* **Your objective**
Search the records for the word "that". Copy every line where it appears.

Dataset entries
=== Begin Enclosure ===
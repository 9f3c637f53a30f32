//! Signal delivery via `signalfd`, and a timer connection built purely on
//! the reactor's existing deadline bookkeeping.
use std::cell::RefCell;
use std::io;
use std::os::unix::io::{AsRawFd, RawFd};
use std::rc::Rc;

use nix::sys::signal::{sigprocmask, SigSet, SigmaskHow, Signal};
use nix::sys::signalfd::{SfdFlags, SignalFd};
use tracing::warn;

use crate::connection::{Connection, ConnectionState};
use crate::error::{Error, Result};
use crate::reactor::{ConnectionHandle, Reactor};
use crate::time::{Duration, MonoTime};

fn map_nix_err(e: nix::Error) -> Error {
    Error::Io(io::Error::from_raw_os_error(e as i32))
}

/// One signal delivery, decoded from the kernel's `signalfd_siginfo`.
#[derive(Debug, Clone, Copy)]
pub struct SignalInfo {
    /// The signal number delivered.
    pub signo: i32,
    /// The pid that sent the signal, as reported by the kernel.
    pub sender_pid: u32,
    /// The uid of the sender.
    pub sender_uid: u32,
    /// The value passed via `sigqueue`/`pthread_sigqueue`, if any.
    pub user_data: u64,
}

/// Notified of each signal a [`SignalConnection`] receives.
pub trait SignalHooks {
    /// A blocked signal was delivered and read off the signalfd.
    fn process_signal(&mut self, info: &SignalInfo);
}

/// A connection that turns a set of blocked signals into ordinary,
/// pollable read events, read through Linux's `signalfd`.
///
/// The signals are blocked process-wide for the lifetime of this
/// connection (otherwise the kernel would deliver them the normal way
/// instead of queuing them for the fd); `unblock_on_drop` controls whether
/// dropping this connection restores the previous mask.
pub struct SignalConnection {
    state: ConnectionState,
    fd: SignalFd,
    mask: SigSet,
    unblock_on_drop: bool,
    hooks: Rc<RefCell<dyn SignalHooks>>,
}

impl SignalConnection {
    /// Block `signals` and read them through a non-blocking signalfd.
    pub fn new(
        name: impl Into<String>,
        signals: &[Signal],
        hooks: Rc<RefCell<dyn SignalHooks>>,
        unblock_on_drop: bool,
    ) -> Result<Self> {
        let mut mask = SigSet::empty();
        for &sig in signals {
            mask.add(sig);
        }
        sigprocmask(SigmaskHow::SIG_BLOCK, &mask, None).map_err(map_nix_err)?;
        let fd = SignalFd::with_flags(&mask, SfdFlags::SFD_NONBLOCK).map_err(map_nix_err)?;
        Ok(Self {
            state: ConnectionState::new(name),
            fd,
            mask,
            unblock_on_drop,
            hooks,
        })
    }

    /// Build and register a connection that gracefully stops `reactor`
    /// (per [`Reactor::stop`] with `force = false`) the first time it sees
    /// `SIGINT` or `SIGTERM`.
    pub fn interrupt_on(reactor: &mut Reactor) -> Result<ConnectionHandle> {
        struct StopOnSignal(Rc<std::cell::Cell<bool>>);
        impl SignalHooks for StopOnSignal {
            fn process_signal(&mut self, _info: &SignalInfo) {
                self.0.set(true);
            }
        }

        let hooks: Rc<RefCell<dyn SignalHooks>> =
            Rc::new(RefCell::new(StopOnSignal(reactor.stop_handle())));
        let conn: ConnectionHandle = Rc::new(RefCell::new(SignalConnection::new(
            "interrupt",
            &[Signal::SIGINT, Signal::SIGTERM],
            hooks,
            true,
        )?));
        reactor.add_connection(conn.clone());
        Ok(conn)
    }
}

impl Drop for SignalConnection {
    fn drop(&mut self) {
        if self.unblock_on_drop {
            if let Err(e) = sigprocmask(SigmaskHow::SIG_UNBLOCK, &self.mask, None) {
                warn!(
                    target: "reactor::signal",
                    "{}: failed to unblock signals on drop: {e}",
                    self.state.name()
                );
            }
        }
    }
}

impl Connection for SignalConnection {
    fn state(&self) -> &ConnectionState {
        &self.state
    }

    fn state_mut(&mut self) -> &mut ConnectionState {
        &mut self.state
    }

    fn is_signal(&self) -> bool {
        true
    }

    fn socket(&self) -> RawFd {
        self.fd.as_raw_fd()
    }

    fn process_signal(&mut self) -> Result<()> {
        loop {
            match self.fd.read_signal() {
                Ok(Some(siginfo)) => {
                    let info = SignalInfo {
                        signo: siginfo.ssi_signo as i32,
                        sender_pid: siginfo.ssi_pid,
                        sender_uid: siginfo.ssi_uid,
                        user_data: siginfo.ssi_ptr,
                    };
                    self.hooks.borrow_mut().process_signal(&info);
                }
                Ok(None) => break,
                Err(e) => return Err(map_nix_err(e)),
            }
        }
        Ok(())
    }
}

/// Notified when a [`TimerConnection`]'s deadline elapses.
pub trait TimerHooks {
    /// The configured deadline was reached.
    fn process_timeout(&mut self);
}

/// A pure-deadline connection: no fd, no readiness, just a timeout the
/// reactor's own bookkeeping ([`ConnectionState::effective_timeout`])
/// schedules and re-arms.
pub struct TimerConnection {
    state: ConnectionState,
    hooks: Rc<RefCell<dyn TimerHooks>>,
    recurring: bool,
}

impl TimerConnection {
    /// Fire once, `delay` from now.
    pub fn once_after(name: impl Into<String>, delay: Duration, hooks: Rc<RefCell<dyn TimerHooks>>) -> Self {
        let mut state = ConnectionState::new(name);
        state.set_timeout_date(Some(MonoTime::now() + delay));
        Self {
            state,
            hooks,
            recurring: false,
        }
    }

    /// Fire every `interval`, indefinitely.
    pub fn every(name: impl Into<String>, interval: Duration, hooks: Rc<RefCell<dyn TimerHooks>>) -> Self {
        let mut state = ConnectionState::new(name);
        state.set_timeout_delay(Some(interval));
        Self {
            state,
            hooks,
            recurring: true,
        }
    }
}

impl Connection for TimerConnection {
    fn state(&self) -> &ConnectionState {
        &self.state
    }

    fn state_mut(&mut self) -> &mut ConnectionState {
        &mut self.state
    }

    fn process_timeout(&mut self) -> Result<()> {
        if !self.recurring {
            // One-shot: clear the date so effective_timeout() stops firing
            // every subsequent iteration.
            self.state.set_timeout_date(None);
        }
        self.hooks.borrow_mut().process_timeout();
        Ok(())
    }
}

#[cfg(test)]
mod tests {
    use super::*;
    use crate::reactor::Reactor;
    use std::cell::Cell;

    #[derive(Default)]
    struct Counter(Cell<u32>);
    impl SignalHooks for Counter {
        fn process_signal(&mut self, _info: &SignalInfo) {
            self.0.set(self.0.get() + 1);
        }
    }
    impl TimerHooks for Counter {
        fn process_timeout(&mut self) {
            self.0.set(self.0.get() + 1);
        }
    }

    #[test]
    fn signal_connection_reports_raised_signal() {
        let hooks: Rc<RefCell<Counter>> = Rc::new(RefCell::new(Counter::default()));
        let hooks_dyn: Rc<RefCell<dyn SignalHooks>> = hooks.clone();
        let mut conn = SignalConnection::new("sig", &[Signal::SIGUSR1], hooks_dyn, true).unwrap();

        nix::sys::signal::raise(Signal::SIGUSR1).unwrap();
        conn.process_signal().unwrap();

        assert_eq!(hooks.borrow().0.get(), 1);
    }

    #[test]
    fn one_shot_timer_fires_once_and_stays_quiet() {
        let hooks: Rc<RefCell<Counter>> = Rc::new(RefCell::new(Counter::default()));
        let hooks_dyn: Rc<RefCell<dyn TimerHooks>> = hooks.clone();
        let conn: ConnectionHandle = Rc::new(RefCell::new(TimerConnection::once_after(
            "once",
            Duration::ZERO,
            hooks_dyn,
        )));

        let mut reactor = Reactor::new();
        reactor.add_connection(conn.clone());
        reactor.tick().unwrap();
        reactor.tick().unwrap();

        assert_eq!(hooks.borrow().0.get(), 1);
    }

    #[test]
    fn recurring_timer_fires_on_every_interval() {
        let hooks: Rc<RefCell<Counter>> = Rc::new(RefCell::new(Counter::default()));
        let hooks_dyn: Rc<RefCell<dyn TimerHooks>> = hooks.clone();
        let conn: ConnectionHandle = Rc::new(RefCell::new(TimerConnection::every(
            "tick",
            Duration::ZERO,
            hooks_dyn,
        )));

        let mut reactor = Reactor::new();
        reactor.add_connection(conn.clone());
        reactor.tick().unwrap();
        reactor.tick().unwrap();
        reactor.tick().unwrap();

        assert_eq!(hooks.borrow().0.get(), 3);
    }
}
=== End Enclosure ===
* **Expected answer**
    /// The pid that sent the signal, as reported by the kernel.
/// A connection that turns a set of blocked signals into ordinary,
    /// Build and register a connection that gracefully stops `reactor`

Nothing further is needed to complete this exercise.